▼
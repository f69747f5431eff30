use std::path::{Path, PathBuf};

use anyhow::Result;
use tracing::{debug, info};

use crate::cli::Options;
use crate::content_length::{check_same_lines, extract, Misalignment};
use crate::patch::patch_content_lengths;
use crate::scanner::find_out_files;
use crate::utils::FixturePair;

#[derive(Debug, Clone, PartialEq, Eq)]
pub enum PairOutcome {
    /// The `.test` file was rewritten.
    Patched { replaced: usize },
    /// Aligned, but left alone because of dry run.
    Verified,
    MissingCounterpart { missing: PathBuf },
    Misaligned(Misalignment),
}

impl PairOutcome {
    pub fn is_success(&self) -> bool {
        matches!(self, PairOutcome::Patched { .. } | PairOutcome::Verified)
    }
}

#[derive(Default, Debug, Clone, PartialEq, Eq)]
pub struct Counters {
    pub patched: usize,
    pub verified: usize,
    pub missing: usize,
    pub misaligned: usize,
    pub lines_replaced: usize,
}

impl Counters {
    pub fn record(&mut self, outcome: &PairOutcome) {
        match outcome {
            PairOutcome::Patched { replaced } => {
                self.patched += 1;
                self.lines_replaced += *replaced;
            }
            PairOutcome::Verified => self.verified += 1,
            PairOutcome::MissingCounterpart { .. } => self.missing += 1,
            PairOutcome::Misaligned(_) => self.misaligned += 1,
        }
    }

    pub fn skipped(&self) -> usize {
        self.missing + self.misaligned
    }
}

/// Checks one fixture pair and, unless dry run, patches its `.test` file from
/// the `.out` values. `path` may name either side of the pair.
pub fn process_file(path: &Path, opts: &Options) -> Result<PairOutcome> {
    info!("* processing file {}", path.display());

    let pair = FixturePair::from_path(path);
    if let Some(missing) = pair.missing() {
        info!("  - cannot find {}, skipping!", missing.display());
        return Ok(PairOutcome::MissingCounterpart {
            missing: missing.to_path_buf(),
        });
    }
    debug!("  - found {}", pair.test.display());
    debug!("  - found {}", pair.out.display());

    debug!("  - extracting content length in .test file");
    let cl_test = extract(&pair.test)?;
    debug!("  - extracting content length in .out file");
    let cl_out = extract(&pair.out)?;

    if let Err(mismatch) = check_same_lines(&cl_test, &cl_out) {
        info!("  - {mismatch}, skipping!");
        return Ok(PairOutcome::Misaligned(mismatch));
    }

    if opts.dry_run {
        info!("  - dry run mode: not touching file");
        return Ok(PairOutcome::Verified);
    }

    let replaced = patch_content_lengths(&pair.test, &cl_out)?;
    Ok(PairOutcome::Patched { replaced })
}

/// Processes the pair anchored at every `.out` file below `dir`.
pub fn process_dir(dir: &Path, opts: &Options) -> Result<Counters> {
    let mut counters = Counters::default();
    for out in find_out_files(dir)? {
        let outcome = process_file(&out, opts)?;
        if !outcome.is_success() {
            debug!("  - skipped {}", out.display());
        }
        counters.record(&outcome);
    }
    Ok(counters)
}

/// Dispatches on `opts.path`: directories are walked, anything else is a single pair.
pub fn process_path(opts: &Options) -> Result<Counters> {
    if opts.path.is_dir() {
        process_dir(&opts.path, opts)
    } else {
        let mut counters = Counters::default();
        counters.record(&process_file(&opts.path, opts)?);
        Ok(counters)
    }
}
▲
▼
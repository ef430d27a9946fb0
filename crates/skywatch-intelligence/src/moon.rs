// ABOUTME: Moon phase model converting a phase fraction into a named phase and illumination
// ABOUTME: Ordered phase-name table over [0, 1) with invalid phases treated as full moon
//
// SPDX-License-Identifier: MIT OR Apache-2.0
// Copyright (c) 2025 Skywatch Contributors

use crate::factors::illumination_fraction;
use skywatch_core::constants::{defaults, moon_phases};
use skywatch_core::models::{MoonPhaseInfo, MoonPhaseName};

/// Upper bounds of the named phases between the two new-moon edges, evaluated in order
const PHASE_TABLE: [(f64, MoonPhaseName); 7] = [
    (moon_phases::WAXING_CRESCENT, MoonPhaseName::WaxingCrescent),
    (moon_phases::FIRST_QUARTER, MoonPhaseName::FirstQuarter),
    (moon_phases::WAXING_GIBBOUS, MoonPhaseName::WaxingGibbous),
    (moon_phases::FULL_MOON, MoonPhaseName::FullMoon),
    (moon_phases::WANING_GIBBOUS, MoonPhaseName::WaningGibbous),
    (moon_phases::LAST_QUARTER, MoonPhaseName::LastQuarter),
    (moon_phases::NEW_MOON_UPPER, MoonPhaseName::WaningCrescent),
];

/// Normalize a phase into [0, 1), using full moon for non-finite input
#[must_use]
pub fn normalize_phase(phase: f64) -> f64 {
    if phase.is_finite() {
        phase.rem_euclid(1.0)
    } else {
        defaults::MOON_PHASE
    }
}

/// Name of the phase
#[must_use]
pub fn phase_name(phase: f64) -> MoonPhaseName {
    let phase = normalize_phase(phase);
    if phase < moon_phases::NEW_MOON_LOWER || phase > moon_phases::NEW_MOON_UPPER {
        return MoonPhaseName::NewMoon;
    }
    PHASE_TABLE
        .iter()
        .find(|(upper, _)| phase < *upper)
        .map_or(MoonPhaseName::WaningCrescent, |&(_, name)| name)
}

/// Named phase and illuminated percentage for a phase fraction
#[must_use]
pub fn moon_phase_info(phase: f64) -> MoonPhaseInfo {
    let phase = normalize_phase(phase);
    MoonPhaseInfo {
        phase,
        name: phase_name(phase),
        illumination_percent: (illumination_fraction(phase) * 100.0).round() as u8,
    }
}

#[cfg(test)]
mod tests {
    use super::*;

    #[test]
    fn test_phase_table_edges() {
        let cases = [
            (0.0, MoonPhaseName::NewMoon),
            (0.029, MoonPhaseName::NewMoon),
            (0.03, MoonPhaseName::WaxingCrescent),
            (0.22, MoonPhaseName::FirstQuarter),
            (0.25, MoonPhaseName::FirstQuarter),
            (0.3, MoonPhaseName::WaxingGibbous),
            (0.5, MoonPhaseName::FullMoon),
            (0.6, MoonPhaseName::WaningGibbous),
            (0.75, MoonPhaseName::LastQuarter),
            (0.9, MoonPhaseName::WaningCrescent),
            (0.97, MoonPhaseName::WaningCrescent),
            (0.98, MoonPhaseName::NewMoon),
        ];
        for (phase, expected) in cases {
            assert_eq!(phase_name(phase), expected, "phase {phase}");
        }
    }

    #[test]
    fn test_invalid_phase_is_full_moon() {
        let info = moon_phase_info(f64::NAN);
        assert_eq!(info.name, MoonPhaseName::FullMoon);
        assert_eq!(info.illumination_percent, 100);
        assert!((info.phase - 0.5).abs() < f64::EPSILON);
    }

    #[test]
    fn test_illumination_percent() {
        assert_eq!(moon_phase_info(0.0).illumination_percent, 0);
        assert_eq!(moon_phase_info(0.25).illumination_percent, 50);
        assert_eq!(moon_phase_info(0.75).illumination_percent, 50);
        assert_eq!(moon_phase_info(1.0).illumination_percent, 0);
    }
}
▲
▼
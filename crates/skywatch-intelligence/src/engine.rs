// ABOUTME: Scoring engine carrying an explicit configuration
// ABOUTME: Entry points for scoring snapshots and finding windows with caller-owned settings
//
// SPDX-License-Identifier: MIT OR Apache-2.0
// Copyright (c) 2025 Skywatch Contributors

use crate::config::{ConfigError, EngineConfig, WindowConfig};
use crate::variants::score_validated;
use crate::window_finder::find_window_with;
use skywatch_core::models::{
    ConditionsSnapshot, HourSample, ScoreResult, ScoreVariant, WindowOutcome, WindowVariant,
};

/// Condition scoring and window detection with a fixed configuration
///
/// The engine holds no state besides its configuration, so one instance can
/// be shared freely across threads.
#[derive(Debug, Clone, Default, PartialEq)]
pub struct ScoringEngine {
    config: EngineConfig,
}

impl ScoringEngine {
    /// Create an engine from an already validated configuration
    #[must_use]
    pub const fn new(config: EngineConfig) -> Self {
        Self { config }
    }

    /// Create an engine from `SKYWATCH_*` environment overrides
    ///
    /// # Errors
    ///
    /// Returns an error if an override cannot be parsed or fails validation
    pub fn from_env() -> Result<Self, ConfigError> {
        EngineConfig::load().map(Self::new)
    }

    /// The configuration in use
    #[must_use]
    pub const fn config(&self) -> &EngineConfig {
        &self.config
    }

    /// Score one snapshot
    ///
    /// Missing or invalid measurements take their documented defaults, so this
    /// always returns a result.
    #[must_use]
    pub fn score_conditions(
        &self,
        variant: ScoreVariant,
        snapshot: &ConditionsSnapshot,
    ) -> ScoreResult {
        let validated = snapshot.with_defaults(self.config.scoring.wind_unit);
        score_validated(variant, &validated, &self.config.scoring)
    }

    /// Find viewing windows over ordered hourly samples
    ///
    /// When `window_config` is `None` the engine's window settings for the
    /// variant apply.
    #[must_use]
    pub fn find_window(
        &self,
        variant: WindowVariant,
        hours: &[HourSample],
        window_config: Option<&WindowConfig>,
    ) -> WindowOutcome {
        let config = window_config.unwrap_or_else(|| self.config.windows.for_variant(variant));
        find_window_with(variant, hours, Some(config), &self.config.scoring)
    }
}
▲
> [Task prompt]
Looking at the records above, state the number of lines where the word "repository" occurs, and write nothing beyond it.

> [Solution below]
2